[Dataset excerpts]
---------------
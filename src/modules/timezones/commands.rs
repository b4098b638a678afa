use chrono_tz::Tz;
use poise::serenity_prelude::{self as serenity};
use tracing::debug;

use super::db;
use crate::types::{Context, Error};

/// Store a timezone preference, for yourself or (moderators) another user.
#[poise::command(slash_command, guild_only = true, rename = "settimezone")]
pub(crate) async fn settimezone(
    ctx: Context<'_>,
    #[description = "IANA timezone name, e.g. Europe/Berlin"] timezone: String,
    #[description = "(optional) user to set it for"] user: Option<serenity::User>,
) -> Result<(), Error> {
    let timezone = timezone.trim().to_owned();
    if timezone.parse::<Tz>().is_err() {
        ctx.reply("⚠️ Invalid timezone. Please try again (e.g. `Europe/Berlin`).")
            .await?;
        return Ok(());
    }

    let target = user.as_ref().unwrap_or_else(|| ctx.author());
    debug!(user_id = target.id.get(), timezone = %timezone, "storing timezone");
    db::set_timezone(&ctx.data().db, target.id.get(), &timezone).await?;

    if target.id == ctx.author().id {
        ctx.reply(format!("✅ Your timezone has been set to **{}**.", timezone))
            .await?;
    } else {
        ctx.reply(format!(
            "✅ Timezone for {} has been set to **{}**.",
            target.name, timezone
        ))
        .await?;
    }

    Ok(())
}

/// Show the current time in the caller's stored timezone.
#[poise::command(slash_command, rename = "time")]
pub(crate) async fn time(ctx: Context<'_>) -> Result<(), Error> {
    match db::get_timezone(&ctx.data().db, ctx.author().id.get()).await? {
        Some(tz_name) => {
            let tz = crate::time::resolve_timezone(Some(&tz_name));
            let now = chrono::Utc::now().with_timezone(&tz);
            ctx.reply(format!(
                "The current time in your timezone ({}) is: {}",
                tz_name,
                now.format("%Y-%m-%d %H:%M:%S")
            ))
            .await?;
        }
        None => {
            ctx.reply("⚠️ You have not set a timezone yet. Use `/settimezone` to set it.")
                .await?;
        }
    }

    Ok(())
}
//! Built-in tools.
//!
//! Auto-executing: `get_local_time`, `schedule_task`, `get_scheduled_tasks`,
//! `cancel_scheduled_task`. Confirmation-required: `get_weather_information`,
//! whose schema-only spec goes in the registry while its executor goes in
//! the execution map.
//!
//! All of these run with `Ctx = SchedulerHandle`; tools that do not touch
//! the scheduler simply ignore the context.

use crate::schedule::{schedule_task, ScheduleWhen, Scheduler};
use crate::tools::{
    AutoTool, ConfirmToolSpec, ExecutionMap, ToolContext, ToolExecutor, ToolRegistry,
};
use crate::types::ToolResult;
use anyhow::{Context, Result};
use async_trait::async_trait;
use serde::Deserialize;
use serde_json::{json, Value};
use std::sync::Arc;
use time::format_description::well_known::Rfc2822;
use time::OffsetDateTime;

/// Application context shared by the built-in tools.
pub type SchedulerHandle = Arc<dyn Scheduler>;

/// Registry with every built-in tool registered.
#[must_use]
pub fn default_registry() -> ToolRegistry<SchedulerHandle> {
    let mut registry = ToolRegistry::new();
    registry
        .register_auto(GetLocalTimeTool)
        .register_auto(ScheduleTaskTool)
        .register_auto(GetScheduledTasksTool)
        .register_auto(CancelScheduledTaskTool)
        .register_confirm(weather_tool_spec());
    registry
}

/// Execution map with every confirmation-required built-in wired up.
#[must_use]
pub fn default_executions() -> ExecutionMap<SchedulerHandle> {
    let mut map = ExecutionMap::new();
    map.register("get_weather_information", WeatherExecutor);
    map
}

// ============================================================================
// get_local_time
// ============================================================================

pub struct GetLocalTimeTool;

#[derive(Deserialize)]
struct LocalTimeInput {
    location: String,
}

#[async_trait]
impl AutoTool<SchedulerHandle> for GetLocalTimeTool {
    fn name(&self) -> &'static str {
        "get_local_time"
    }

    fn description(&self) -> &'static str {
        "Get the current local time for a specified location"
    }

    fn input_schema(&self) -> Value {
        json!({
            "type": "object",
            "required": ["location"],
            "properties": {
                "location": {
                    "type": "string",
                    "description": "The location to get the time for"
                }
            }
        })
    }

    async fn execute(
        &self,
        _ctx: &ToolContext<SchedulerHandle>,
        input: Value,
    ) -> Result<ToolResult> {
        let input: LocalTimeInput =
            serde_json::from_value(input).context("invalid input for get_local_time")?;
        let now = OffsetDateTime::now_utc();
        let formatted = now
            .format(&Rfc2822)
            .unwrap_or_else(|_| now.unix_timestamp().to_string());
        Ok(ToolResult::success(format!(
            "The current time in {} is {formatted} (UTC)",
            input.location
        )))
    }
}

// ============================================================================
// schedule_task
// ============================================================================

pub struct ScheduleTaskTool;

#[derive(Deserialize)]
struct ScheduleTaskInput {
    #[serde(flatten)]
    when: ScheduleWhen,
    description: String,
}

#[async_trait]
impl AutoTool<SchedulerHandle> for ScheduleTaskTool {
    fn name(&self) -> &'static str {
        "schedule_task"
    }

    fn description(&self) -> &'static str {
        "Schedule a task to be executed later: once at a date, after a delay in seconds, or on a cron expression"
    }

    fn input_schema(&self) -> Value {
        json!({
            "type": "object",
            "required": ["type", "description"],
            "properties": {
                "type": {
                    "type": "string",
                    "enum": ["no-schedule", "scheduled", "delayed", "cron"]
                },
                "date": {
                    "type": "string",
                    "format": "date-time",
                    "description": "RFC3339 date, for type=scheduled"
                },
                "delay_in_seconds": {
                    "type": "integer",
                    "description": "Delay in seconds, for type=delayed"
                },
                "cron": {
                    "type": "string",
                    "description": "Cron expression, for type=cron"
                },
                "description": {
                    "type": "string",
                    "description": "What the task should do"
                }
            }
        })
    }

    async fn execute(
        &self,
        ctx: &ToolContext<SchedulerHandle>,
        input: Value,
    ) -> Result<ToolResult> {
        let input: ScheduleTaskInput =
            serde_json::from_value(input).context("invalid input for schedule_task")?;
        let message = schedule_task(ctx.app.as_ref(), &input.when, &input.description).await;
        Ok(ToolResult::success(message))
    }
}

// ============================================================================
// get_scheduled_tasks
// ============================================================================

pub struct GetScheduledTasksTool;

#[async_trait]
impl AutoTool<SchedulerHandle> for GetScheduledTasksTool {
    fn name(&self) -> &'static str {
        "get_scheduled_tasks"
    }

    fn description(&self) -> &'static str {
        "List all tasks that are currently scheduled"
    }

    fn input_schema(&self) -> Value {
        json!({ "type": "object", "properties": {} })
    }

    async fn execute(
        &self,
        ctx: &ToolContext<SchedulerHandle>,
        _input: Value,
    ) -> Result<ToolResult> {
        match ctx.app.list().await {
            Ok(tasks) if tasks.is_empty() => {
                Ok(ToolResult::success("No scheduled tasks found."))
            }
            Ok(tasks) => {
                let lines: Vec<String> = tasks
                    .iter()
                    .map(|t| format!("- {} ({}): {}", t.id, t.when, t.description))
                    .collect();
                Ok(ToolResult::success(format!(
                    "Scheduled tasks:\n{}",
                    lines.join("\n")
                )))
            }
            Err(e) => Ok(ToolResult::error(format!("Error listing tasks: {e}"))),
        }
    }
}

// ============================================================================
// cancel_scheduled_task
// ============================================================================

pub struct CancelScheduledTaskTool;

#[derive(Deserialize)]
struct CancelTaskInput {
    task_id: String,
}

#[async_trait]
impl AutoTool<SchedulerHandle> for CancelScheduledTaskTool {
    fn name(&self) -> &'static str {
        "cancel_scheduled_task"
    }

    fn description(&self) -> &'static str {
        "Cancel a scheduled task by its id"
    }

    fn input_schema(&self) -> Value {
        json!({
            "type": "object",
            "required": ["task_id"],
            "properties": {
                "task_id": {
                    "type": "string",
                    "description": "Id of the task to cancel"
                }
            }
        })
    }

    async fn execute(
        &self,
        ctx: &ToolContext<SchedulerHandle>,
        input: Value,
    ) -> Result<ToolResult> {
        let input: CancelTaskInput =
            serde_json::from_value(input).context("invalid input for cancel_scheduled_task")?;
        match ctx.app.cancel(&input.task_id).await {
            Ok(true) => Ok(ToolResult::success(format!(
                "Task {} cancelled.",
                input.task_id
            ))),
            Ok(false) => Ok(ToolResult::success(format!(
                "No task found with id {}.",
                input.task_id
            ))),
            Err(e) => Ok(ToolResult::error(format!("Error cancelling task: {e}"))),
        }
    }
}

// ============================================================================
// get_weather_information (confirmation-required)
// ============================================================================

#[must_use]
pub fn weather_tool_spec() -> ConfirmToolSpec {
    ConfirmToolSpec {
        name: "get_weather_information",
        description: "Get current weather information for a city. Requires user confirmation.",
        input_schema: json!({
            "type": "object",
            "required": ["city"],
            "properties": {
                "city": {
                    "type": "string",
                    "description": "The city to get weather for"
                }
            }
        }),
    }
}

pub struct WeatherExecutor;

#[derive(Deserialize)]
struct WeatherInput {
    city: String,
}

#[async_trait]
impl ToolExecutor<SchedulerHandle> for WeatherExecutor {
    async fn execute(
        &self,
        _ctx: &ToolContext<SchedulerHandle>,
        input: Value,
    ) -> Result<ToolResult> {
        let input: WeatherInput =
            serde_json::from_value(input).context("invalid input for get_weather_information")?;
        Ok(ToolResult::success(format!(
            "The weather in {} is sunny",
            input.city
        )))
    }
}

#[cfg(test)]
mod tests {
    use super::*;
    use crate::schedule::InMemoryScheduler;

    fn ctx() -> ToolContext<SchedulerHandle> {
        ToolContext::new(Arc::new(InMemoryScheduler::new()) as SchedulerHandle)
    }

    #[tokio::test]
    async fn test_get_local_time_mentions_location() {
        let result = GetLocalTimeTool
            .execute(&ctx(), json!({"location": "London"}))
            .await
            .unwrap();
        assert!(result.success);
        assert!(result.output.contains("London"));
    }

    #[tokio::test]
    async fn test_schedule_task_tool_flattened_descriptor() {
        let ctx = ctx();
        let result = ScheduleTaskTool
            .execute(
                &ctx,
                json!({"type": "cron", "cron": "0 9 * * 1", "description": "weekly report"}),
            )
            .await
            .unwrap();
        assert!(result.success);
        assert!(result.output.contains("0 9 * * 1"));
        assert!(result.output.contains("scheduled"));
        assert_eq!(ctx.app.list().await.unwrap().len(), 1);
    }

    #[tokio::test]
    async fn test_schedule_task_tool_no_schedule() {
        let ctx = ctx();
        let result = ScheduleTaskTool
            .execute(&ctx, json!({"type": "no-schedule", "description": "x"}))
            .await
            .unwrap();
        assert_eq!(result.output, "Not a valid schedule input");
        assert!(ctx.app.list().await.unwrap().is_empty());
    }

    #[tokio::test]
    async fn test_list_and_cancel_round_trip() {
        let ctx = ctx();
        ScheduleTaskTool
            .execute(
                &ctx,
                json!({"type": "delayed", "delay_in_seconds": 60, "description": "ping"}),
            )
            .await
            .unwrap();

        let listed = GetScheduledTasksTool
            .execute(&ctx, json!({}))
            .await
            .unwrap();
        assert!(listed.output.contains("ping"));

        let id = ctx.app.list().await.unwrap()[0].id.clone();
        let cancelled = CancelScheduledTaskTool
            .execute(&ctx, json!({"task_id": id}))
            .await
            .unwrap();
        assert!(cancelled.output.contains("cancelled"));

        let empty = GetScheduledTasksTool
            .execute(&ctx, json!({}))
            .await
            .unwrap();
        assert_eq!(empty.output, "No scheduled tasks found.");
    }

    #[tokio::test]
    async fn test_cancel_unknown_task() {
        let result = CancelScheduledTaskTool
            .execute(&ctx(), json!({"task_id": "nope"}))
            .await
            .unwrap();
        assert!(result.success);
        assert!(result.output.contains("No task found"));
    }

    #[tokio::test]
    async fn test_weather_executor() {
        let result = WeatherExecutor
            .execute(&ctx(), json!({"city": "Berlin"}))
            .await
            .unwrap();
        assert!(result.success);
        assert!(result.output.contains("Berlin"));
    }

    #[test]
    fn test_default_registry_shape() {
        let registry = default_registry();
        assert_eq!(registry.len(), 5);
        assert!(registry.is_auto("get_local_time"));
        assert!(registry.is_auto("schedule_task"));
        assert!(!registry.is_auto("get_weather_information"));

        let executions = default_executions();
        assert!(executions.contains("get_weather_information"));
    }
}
---------------
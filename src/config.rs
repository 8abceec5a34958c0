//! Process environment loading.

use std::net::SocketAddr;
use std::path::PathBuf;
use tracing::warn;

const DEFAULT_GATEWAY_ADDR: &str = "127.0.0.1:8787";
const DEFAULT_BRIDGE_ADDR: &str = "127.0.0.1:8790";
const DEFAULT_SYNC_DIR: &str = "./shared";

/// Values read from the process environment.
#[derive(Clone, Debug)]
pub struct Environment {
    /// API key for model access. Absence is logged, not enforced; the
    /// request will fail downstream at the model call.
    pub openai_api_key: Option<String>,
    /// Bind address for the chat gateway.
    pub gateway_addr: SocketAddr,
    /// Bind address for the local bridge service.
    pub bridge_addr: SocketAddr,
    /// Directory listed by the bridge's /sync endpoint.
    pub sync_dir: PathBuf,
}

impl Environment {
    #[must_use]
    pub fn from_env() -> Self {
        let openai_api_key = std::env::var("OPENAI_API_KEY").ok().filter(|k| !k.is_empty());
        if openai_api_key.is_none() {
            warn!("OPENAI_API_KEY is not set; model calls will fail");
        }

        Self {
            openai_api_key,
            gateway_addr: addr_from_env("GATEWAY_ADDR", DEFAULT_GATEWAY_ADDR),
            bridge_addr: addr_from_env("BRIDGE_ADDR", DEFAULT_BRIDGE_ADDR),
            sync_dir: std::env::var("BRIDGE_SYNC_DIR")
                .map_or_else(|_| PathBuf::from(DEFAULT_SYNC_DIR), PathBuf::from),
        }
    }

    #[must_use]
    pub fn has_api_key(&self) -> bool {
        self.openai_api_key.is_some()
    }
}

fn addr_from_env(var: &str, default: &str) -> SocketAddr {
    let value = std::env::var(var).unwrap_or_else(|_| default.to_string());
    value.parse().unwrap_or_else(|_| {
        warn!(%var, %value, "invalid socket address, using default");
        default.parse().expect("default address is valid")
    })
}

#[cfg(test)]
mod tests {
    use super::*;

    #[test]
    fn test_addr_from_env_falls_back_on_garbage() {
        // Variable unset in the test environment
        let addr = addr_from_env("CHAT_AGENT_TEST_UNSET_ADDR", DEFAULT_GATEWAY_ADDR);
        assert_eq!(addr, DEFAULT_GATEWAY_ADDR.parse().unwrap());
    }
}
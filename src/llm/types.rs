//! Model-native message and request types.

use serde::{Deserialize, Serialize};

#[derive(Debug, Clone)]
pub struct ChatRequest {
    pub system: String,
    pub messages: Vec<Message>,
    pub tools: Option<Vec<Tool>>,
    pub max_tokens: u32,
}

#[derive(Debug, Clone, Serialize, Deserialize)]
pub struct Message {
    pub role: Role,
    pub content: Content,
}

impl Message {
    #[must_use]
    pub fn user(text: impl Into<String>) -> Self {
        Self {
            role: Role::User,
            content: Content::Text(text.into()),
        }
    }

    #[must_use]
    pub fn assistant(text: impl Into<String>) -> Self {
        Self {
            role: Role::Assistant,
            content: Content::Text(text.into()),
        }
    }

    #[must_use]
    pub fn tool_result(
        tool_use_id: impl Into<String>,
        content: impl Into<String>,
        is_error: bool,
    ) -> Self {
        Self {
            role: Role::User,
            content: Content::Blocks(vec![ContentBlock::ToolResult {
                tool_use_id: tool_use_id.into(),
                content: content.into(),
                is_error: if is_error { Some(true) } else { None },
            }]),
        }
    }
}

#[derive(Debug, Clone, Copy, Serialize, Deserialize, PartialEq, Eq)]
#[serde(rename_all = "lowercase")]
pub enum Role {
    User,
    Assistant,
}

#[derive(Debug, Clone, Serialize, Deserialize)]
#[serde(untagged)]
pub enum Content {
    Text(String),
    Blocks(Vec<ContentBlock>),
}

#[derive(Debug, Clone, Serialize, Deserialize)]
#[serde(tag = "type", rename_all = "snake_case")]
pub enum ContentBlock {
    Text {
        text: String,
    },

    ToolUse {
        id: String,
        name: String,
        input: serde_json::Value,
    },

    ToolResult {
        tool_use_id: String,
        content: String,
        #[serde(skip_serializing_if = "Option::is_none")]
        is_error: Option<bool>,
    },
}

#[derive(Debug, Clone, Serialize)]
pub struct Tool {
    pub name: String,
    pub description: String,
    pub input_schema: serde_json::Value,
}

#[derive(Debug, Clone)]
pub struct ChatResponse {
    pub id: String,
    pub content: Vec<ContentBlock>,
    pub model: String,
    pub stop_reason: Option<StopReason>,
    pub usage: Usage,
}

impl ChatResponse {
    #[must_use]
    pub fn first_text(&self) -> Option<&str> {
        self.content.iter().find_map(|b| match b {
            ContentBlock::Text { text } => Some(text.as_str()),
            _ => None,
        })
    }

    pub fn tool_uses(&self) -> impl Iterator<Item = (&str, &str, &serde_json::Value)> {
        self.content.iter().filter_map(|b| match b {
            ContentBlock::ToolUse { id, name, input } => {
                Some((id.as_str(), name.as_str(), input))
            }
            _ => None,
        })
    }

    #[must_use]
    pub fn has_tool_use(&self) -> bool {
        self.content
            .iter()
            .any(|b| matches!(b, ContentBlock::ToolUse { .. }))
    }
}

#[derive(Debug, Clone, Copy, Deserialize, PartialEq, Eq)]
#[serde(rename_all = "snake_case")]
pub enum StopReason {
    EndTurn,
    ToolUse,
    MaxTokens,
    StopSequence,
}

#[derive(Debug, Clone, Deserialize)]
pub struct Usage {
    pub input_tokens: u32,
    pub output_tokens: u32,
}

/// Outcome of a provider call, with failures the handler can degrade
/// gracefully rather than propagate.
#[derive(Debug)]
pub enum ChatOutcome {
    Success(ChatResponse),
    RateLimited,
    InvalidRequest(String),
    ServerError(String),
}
---------------
[What is being asked]
Find the lines in the entries above where "author" occurs, and copy each of them.

[Written solution]
    let target = user.as_ref().unwrap_or_else(|| ctx.author());
    if target.id == ctx.author().id {
    match db::get_timezone(&ctx.data().db, ctx.author().id.get()).await? {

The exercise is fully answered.